Philippe Baret : " Il faut repolitiser l'agriculture "

Étude/Synthèse/Article
Langue(s) : Français
Thématiques : Agriculture durable

Entretien de Transrural Initiatives (TRI) avec l’agronome et généticien Philippe Baret, rencontré à l’arrière d’un bus, se rendant à une visite de ferme lors des Journées nationales du réseau Civam.

TRI : Vous êtes membre du conseil scientifique d’Afterres 2050, le « scénario soutenable pour l’agriculture et l’utilisation des terres en France à l’horizon 2050 », produit par l’association Solagro. Diriez-vous qu’il existe aujourd’hui un consensus autour du fait que le modèle de production conventionnel n’est plus tenable ?

Philippe Baret : Il existe un consensus sur le fait que l’agriculture doit s’adapter au changement climatique et qu’elle doit arrêter d’y contribuer. Mais les trajectoires sur le « comment on y arrive » ne sont pas claires. Il y a une espèce de croyance, que je qualifierais de positiviste, en l’idée qu’on peut à la fois produire plus, en diminuant l’impact sur le changement climatique, tout en assurant le bien-être des agriculteurs. La « double performance de l’agriculture » [économique et environnementale] est un slogan qui n’a jamais été démontré scientifiquement. Elle est très dépendante d’un point de référence, comme toutes les performances ; si le volume de céréales produit en 2014 sert de référence, alors le maintenir en diminuant les pesticides et les intrants est impossible. La plupart des gens le savent mais ne le disent pas et ceux qui pourraient vraiment le montrer, notamment les chercheurs, ne font rien pour tester l’hypothèse.
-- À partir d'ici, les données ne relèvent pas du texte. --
use crate::config::{MERGE_BUFFER_SIZE, WRITER_BUFFER_SIZE};
use crate::models::{EntityKind, TransformResult};
use crate::partition::WorkUnit;
use anyhow::{Context, Result};
use serde::de::DeserializeOwned;
use serde::Serialize;
use std::fs::{self, File};
use std::io::{self, BufRead, BufReader, BufWriter, Lines, Write};
use std::marker::PhantomData;
use std::path::{Path, PathBuf};
use tracing::debug;

/// Intermediate file of one worker for one entity kind, e.g. `factions.03.json`.
pub fn worker_file(dir: &Path, kind: EntityKind, unit: WorkUnit) -> PathBuf {
    dir.join(format!("{}.{}.json", kind.file_stem(), unit.label()))
}

/// Merged file for one entity kind, e.g. `factions.json`.
pub fn merged_file(dir: &Path, kind: EntityKind) -> PathBuf {
    dir.join(format!("{}.json", kind.file_stem()))
}

/// Writes a JSON array with one element per line.
///
/// The output of a crash is a prefix of the final file: every complete line is
/// still a readable record.
pub struct JsonArrayWriter<W: Write> {
    inner: W,
    count: u64,
}

impl<W: Write> JsonArrayWriter<W> {
    pub fn new(mut inner: W) -> io::Result<Self> {
        inner.write_all(b"[")?;
        Ok(Self { inner, count: 0 })
    }

    pub fn write<T: Serialize>(&mut self, record: &T) -> Result<()> {
        self.write_separator()?;
        serde_json::to_writer(&mut self.inner, record)?;
        Ok(())
    }

    /// Writes an already serialized record verbatim.
    pub fn write_raw(&mut self, line: &str) -> io::Result<()> {
        self.write_separator()?;
        self.inner.write_all(line.as_bytes())
    }

    fn write_separator(&mut self) -> io::Result<()> {
        let sep: &[u8] = if self.count == 0 { b"\n" } else { b",\n" };
        self.count += 1;
        self.inner.write_all(sep)
    }

    pub fn count(&self) -> u64 {
        self.count
    }

    pub fn finish(mut self) -> io::Result<(W, u64)> {
        self.inner.write_all(b"\n]\n")?;
        self.inner.flush()?;
        Ok((self.inner, self.count))
    }
}

pub fn create_array_file(path: &Path, capacity: usize) -> Result<JsonArrayWriter<BufWriter<File>>> {
    let file =
        File::create(path).with_context(|| format!("Failed to create output file: {:?}", path))?;
    Ok(JsonArrayWriter::new(BufWriter::with_capacity(capacity, file))?)
}

/// One open output file per entity kind for a single worker.
pub struct PartialResultWriter {
    writers: Vec<(EntityKind, JsonArrayWriter<BufWriter<File>>)>,
}

impl PartialResultWriter {
    pub fn create(dir: &Path, unit: WorkUnit) -> Result<Self> {
        fs::create_dir_all(dir)
            .with_context(|| format!("Failed to create scratch directory: {:?}", dir))?;
        let writers = EntityKind::ALL
            .iter()
            .map(|&kind| {
                create_array_file(&worker_file(dir, kind, unit), WRITER_BUFFER_SIZE)
                    .map(|w| (kind, w))
            })
            .collect::<Result<Vec<_>>>()?;
        Ok(Self { writers })
    }

    fn writer(&mut self, kind: EntityKind) -> &mut JsonArrayWriter<BufWriter<File>> {
        &mut self.writers[kind as usize].1
    }

    pub fn write_result(&mut self, result: &TransformResult) -> Result<()> {
        self.writer(EntityKind::Systems).write(&result.system)?;

        for presence in &result.factions {
            self.writer(EntityKind::Factions).write(&presence.faction)?;
            self.writer(EntityKind::Influences).write(&presence.influence)?;
            for state in &presence.states {
                self.writer(EntityKind::FactionStates).write(state)?;
            }
        }

        for bundle in &result.stations {
            self.writer(EntityKind::Stations).write(&bundle.station)?;
            self.writer(EntityKind::Features).write(&bundle.features)?;
            for economy in &bundle.economies {
                self.writer(EntityKind::Economies).write(economy)?;
            }
            for pricing in &bundle.commodity_pricing {
                self.writer(EntityKind::CommodityPricing).write(pricing)?;
            }
            for sale in &bundle.modules_sold {
                self.writer(EntityKind::ModulesSold).write(sale)?;
            }
        }

        for stub in &result.stubs {
            self.writer(EntityKind::ControllingFactions).write(stub)?;
        }
        Ok(())
    }

    /// Closes every array and returns the record count per kind.
    pub fn finish(self) -> Result<Vec<(EntityKind, u64)>> {
        let mut counts = Vec::with_capacity(self.writers.len());
        for (kind, writer) in self.writers {
            let (_, count) = writer
                .finish()
                .with_context(|| format!("Failed to flush {} output", kind.file_stem()))?;
            counts.push((kind, count));
        }
        Ok(counts)
    }
}

/// Record text of each element line of a one-per-line JSON array, trailing comma removed.
pub struct RecordLines<R> {
    lines: Lines<R>,
}

impl<R: BufRead> RecordLines<R> {
    pub fn new(reader: R) -> Self {
        Self {
            lines: reader.lines(),
        }
    }
}

impl RecordLines<BufReader<File>> {
    pub fn open(path: &Path) -> Result<Self> {
        let file = File::open(path)
            .with_context(|| format!("Failed to open intermediate file: {:?}", path))?;
        Ok(Self::new(BufReader::with_capacity(MERGE_BUFFER_SIZE, file)))
    }
}

impl<R: BufRead> Iterator for RecordLines<R> {
    type Item = io::Result<String>;

    fn next(&mut self) -> Option<Self::Item> {
        loop {
            let line = match self.lines.next()? {
                Ok(line) => line,
                Err(e) => return Some(Err(e)),
            };
            let trimmed = line.trim();
            if trimmed.is_empty() || trimmed == "[" || trimmed == "]" {
                continue;
            }
            let record = trimmed.strip_suffix(',').unwrap_or(trimmed);
            return Some(Ok(record.to_string()));
        }
    }
}

/// Typed view over [`RecordLines`].
pub struct Records<T, R> {
    lines: RecordLines<R>,
    _marker: PhantomData<T>,
}

impl<T: DeserializeOwned> Records<T, BufReader<File>> {
    pub fn open(path: &Path) -> Result<Self> {
        Ok(Self {
            lines: RecordLines::open(path)?,
            _marker: PhantomData,
        })
    }
}

impl<T: DeserializeOwned, R: BufRead> Iterator for Records<T, R> {
    type Item = Result<T>;

    fn next(&mut self) -> Option<Self::Item> {
        let line = match self.lines.next()? {
            Ok(line) => line,
            Err(e) => return Some(Err(e.into())),
        };
        Some(serde_json::from_str(&line).with_context(|| format!("Malformed record: {line}")))
    }
}

fn is_scratch_file(name: &str) -> bool {
    let Some(rest) = name.strip_suffix(".json") else {
        return name.starts_with("report.") && name.ends_with(".bin");
    };
    EntityKind::ALL.iter().any(|kind| {
        let stem = kind.file_stem();
        rest == stem
            || rest
                .strip_prefix(stem)
                .and_then(|r| r.strip_prefix('.'))
                .is_some_and(|n| !n.is_empty() && n.bytes().all(|b| b.is_ascii_digit()))
    })
}

/// Removes every intermediate, merged and report file from `dir`. Returns how many were removed.
pub fn cleanup_scratch_files(dir: &Path) -> Result<usize> {
    if !dir.exists() {
        return Ok(0);
    }
    let mut removed = 0;
    for entry in
        fs::read_dir(dir).with_context(|| format!("Failed to read scratch directory: {:?}", dir))?
    {
        let entry = entry?;
        let name = entry.file_name();
        let Some(name) = name.to_str() else {
            continue;
        };
        if is_scratch_file(name) && entry.file_type()?.is_file() {
            fs::remove_file(entry.path())
                .with_context(|| format!("Failed to remove scratch file: {:?}", entry.path()))?;
            removed += 1;
        }
    }
    debug!(removed, dir = ?dir, "Scratch files removed");
    Ok(removed)
}

#[cfg(test)]
mod tests {
    use super::*;
    use crate::models::{FactionRecord, SystemRecord};
    use std::io::Cursor;
    use tempfile::TempDir;

    fn faction(id: i64, name: &str) -> FactionRecord {
        FactionRecord {
            id,
            name: name.to_string(),
            allegiance_id: Some(4),
            government_id: Some(64),
            state_id: Some(80),
            updated_at: 0,
        }
    }

    fn system(id: i64, name: &str) -> SystemRecord {
        SystemRecord {
            id,
            ed_system_address: None,
            name: name.to_string(),
            population: Some(1000),
            needs_permit: false,
            allegiance_id: None,
            government_id: None,
            power_id: None,
            power_state_id: None,
            security_id: None,
            primary_economy_id: None,
            secondary_economy_id: None,
            controlling_minor_faction_id: None,
            x: 0.0,
            y: 0.0,
            z: 0.0,
            updated_at: 0,
        }
    }

    #[test]
    fn array_writer_layout() {
        let mut writer = JsonArrayWriter::new(Vec::new()).unwrap();
        writer.write(&faction(1, "A")).unwrap();
        writer.write(&faction(2, "B")).unwrap();
        let (bytes, count) = writer.finish().unwrap();
        let text = String::from_utf8(bytes).unwrap();

        assert_eq!(count, 2);
        let lines: Vec<&str> = text.lines().collect();
        assert_eq!(lines.len(), 4);
        assert_eq!(lines[0], "[");
        assert!(lines[1].ends_with("},"));
        assert!(lines[2].ends_with('}'));
        assert_eq!(lines[3], "]");

        let parsed: Vec<FactionRecord> = serde_json::from_str(&text).unwrap();
        assert_eq!(parsed, vec![faction(1, "A"), faction(2, "B")]);
    }

    #[test]
    fn empty_array_is_valid_json() {
        let writer = JsonArrayWriter::new(Vec::new()).unwrap();
        let (bytes, count) = writer.finish().unwrap();
        assert_eq!(count, 0);
        let parsed: Vec<FactionRecord> = serde_json::from_slice(&bytes).unwrap();
        assert!(parsed.is_empty());
    }

    #[test]
    fn record_lines_strip_brackets_and_commas() {
        let input = "[\n{\"a\":1},\n{\"a\":2}\n]\n";
        let lines: Vec<String> = RecordLines::new(Cursor::new(input))
            .map(|l| l.unwrap())
            .collect();
        assert_eq!(lines, vec!["{\"a\":1}", "{\"a\":2}"]);
    }

    #[test]
    fn truncated_file_still_yields_complete_records() {
        let input = "[\n{\"id\":1,\"name\":\"A\",\"allegiance_id\":null,\"government_id\":null,\"state_id\":null,\"updated_at\":0},\n";
        let lines: Vec<String> = RecordLines::new(Cursor::new(input))
            .map(|l| l.unwrap())
            .collect();
        let record: FactionRecord = serde_json::from_str(&lines[0]).unwrap();
        assert_eq!(record.id, 1);
    }

    #[test]
    fn partial_writer_creates_one_file_per_kind() {
        let dir = TempDir::new().unwrap();
        let unit = WorkUnit::new(1, 4).unwrap();
        let mut writer = PartialResultWriter::create(dir.path(), unit).unwrap();
        let result = TransformResult {
            system: system(7, "Sol"),
            factions: Vec::new(),
            stations: Vec::new(),
            stubs: vec![faction(9, "Stub")],
            skipped: Vec::new(),
        };
        writer.write_result(&result).unwrap();
        let counts = writer.finish().unwrap();

        for kind in EntityKind::ALL {
            assert!(worker_file(dir.path(), kind, unit).exists(), "{kind:?}");
        }
        assert!(counts.contains(&(EntityKind::Systems, 1)));
        assert!(counts.contains(&(EntityKind::ControllingFactions, 1)));
        assert!(counts.contains(&(EntityKind::Stations, 0)));

        let systems: Vec<SystemRecord> =
            Records::open(&worker_file(dir.path(), EntityKind::Systems, unit))
                .unwrap()
                .map(|r| r.unwrap())
                .collect();
        assert_eq!(systems, vec![system(7, "Sol")]);
    }

    #[test]
    fn worker_and_merged_file_names() {
        let dir = Path::new("/scratch");
        let unit = WorkUnit::new(3, 8).unwrap();
        assert_eq!(
            worker_file(dir, EntityKind::Factions, unit),
            PathBuf::from("/scratch/factions.03.json")
        );
        assert_eq!(
            merged_file(dir, EntityKind::Features),
            PathBuf::from("/scratch/station_features.json")
        );
    }

    #[test]
    fn cleanup_removes_only_scratch_files() {
        let dir = TempDir::new().unwrap();
        for name in [
            "systems.00.json",
            "factions.json",
            "controlling_factions.11.json",
            "report.02.bin",
            "galaxy_stations.json",
            "systemMap.json",
            "systems.backup.json",
        ] {
            fs::write(dir.path().join(name), "[]").unwrap();
        }

        let removed = cleanup_scratch_files(dir.path()).unwrap();
        assert_eq!(removed, 4);
        assert!(dir.path().join("galaxy_stations.json").exists());
        assert!(dir.path().join("systemMap.json").exists());
        assert!(dir.path().join("systems.backup.json").exists());
        assert!(!dir.path().join("factions.json").exists());
    }
}
use anyhow::{bail, Result};
use serde::{Deserialize, Serialize};
use std::io::BufRead;

/// Identity of one worker's stripe of the dump: lines `i` with `i % total_workers == worker_id`.
#[derive(Debug, Clone, Copy, PartialEq, Eq, Hash, Serialize, Deserialize)]
pub struct WorkUnit {
    pub worker_id: u32,
    pub total_workers: u32,
}

impl WorkUnit {
    pub fn new(worker_id: u32, total_workers: u32) -> Result<Self> {
        if total_workers == 0 {
            bail!("Worker count must be at least 1");
        }
        if worker_id >= total_workers {
            bail!("Worker id {worker_id} out of range for {total_workers} workers");
        }
        Ok(Self {
            worker_id,
            total_workers,
        })
    }

    /// A single unit covering every line.
    pub fn whole() -> Self {
        Self {
            worker_id: 0,
            total_workers: 1,
        }
    }

    /// Every unit of a run with `total_workers` workers.
    pub fn all(total_workers: u32) -> Vec<Self> {
        (0..total_workers)
            .map(|worker_id| Self {
                worker_id,
                total_workers,
            })
            .collect()
    }

    pub fn owns(&self, line_index: u64) -> bool {
        line_index % u64::from(self.total_workers) == u64::from(self.worker_id)
    }

    /// Zero padded worker number used in file names.
    pub fn label(&self) -> String {
        format!("{:02}", self.worker_id)
    }
}

/// One physical line owned by the current unit.
pub struct StripedLine {
    pub index: u64,
    pub bytes: Vec<u8>,
}

/// Iterates the lines of a reader that belong to one work unit.
///
/// The line counter advances for every physical line, owned or not, so every
/// worker agrees on line numbering without pre-splitting the file.
pub struct StripedLines<R> {
    reader: R,
    unit: WorkUnit,
    next_index: u64,
    buf: Vec<u8>,
}

impl<R: BufRead> StripedLines<R> {
    pub fn new(reader: R, unit: WorkUnit) -> Self {
        Self {
            reader,
            unit,
            next_index: 0,
            buf: Vec::with_capacity(64 * 1024),
        }
    }

    /// Number of physical lines consumed so far.
    pub fn lines_seen(&self) -> u64 {
        self.next_index
    }
}

impl<R: BufRead> Iterator for StripedLines<R> {
    type Item = std::io::Result<StripedLine>;

    fn next(&mut self) -> Option<Self::Item> {
        loop {
            self.buf.clear();
            match self.reader.read_until(b'\n', &mut self.buf) {
                Ok(0) => return None,
                Ok(_) => {
                    let index = self.next_index;
                    self.next_index += 1;
                    if self.unit.owns(index) {
                        return Some(Ok(StripedLine {
                            index,
                            bytes: std::mem::take(&mut self.buf),
                        }));
                    }
                }
                Err(e) => return Some(Err(e)),
            }
        }
    }
}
Il y a quand même aujourd’hui une incapacité à envisager l’optimisation des systèmes comme trajectoire alternative à celle du XXe siècle qui a reposé sur la maximisation du rendement. On n’arrive pas à penser cette optimisation, alors on remet une couche d’environnement et de climat sur un modèle de maximisation de la production, en pensant que ça va marcher… Il va pourtant falloir faire des compromis, accepter de produire moins mais peut-être en gagnant plus, et en tous cas en diminuant les pesticides et les impacts environnementaux. Des acteurs, comme les vendeurs de pesticides, vont y perdre, et c’est l’autre non dit total de la situation actuelle. Personne n’ose dire : « Notre choix politique, c’est de faire perdre ceux-là et de faire gagner ceux-là »…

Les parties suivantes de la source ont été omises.